Saved entries:
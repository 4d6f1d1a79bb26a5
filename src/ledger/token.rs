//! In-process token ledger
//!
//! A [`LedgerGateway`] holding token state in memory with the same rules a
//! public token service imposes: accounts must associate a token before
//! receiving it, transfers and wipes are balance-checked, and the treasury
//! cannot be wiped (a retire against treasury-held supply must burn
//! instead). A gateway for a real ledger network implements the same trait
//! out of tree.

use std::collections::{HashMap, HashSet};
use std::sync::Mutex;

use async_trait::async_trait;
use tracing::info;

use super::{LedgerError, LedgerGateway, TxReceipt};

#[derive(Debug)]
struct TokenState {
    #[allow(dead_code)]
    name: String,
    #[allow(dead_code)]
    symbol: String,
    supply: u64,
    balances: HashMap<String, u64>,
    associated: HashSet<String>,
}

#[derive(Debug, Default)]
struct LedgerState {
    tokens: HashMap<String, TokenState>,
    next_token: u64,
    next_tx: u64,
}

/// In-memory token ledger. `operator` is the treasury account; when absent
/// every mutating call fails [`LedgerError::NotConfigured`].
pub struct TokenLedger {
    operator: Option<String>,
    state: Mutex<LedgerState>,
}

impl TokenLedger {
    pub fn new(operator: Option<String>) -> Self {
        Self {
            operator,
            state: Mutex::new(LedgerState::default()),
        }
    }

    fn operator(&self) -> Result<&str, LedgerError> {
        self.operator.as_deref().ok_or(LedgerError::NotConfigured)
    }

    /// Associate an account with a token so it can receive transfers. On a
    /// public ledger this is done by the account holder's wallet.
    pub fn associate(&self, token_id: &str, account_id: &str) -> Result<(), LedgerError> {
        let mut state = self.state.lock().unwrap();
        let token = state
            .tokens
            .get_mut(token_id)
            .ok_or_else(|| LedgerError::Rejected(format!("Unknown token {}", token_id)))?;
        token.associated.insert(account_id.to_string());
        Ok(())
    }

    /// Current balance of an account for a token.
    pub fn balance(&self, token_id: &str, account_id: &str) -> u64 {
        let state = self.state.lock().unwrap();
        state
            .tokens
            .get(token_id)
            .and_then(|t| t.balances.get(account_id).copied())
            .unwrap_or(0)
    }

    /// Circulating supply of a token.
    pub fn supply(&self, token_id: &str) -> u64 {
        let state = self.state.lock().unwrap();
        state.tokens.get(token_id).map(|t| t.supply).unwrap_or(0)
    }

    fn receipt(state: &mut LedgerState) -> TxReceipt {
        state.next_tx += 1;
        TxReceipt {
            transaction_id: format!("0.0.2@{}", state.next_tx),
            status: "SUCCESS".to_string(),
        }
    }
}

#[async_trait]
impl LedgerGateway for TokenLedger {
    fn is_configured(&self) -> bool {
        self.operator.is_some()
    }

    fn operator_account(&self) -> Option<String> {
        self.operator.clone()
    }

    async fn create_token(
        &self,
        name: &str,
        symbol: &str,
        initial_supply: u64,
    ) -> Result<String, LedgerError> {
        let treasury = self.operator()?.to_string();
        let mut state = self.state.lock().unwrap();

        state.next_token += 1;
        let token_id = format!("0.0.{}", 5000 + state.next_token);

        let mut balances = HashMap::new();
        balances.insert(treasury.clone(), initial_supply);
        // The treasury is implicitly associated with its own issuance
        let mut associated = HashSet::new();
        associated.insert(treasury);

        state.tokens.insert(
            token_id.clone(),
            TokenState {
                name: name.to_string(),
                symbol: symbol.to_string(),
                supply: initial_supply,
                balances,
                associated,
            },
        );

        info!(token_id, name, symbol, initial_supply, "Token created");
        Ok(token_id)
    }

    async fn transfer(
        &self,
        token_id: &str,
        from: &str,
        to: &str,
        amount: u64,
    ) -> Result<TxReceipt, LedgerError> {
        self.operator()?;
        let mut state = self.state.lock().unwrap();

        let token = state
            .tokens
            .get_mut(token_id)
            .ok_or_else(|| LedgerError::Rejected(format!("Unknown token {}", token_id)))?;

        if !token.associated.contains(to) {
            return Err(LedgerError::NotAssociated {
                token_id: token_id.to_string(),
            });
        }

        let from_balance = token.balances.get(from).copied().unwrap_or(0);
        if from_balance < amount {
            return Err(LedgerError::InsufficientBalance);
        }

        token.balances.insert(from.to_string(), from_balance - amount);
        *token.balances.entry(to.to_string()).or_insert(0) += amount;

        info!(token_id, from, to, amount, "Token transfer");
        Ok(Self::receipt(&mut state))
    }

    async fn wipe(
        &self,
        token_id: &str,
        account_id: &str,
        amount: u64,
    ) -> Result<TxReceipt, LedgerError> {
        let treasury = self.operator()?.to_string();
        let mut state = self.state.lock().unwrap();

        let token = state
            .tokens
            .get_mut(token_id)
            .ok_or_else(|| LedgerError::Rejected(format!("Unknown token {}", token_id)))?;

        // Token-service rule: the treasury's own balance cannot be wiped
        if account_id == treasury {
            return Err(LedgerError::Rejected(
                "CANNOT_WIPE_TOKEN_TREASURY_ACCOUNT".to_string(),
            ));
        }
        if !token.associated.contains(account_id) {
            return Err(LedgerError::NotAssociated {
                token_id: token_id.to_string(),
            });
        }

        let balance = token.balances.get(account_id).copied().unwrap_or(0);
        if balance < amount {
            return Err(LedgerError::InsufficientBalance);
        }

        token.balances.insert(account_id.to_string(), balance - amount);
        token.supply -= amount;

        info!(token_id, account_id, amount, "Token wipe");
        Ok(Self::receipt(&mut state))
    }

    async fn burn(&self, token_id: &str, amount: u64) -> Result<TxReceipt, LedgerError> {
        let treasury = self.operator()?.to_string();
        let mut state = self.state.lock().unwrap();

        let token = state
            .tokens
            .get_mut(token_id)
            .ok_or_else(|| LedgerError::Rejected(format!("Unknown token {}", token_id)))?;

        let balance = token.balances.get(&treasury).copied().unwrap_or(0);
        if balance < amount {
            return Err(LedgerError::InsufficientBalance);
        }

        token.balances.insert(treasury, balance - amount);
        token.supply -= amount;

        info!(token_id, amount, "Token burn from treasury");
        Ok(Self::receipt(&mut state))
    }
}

(Exercise details):
Find how many lines in the records contain the string "LedgerState", then give the number alone.

(Result for this task):
4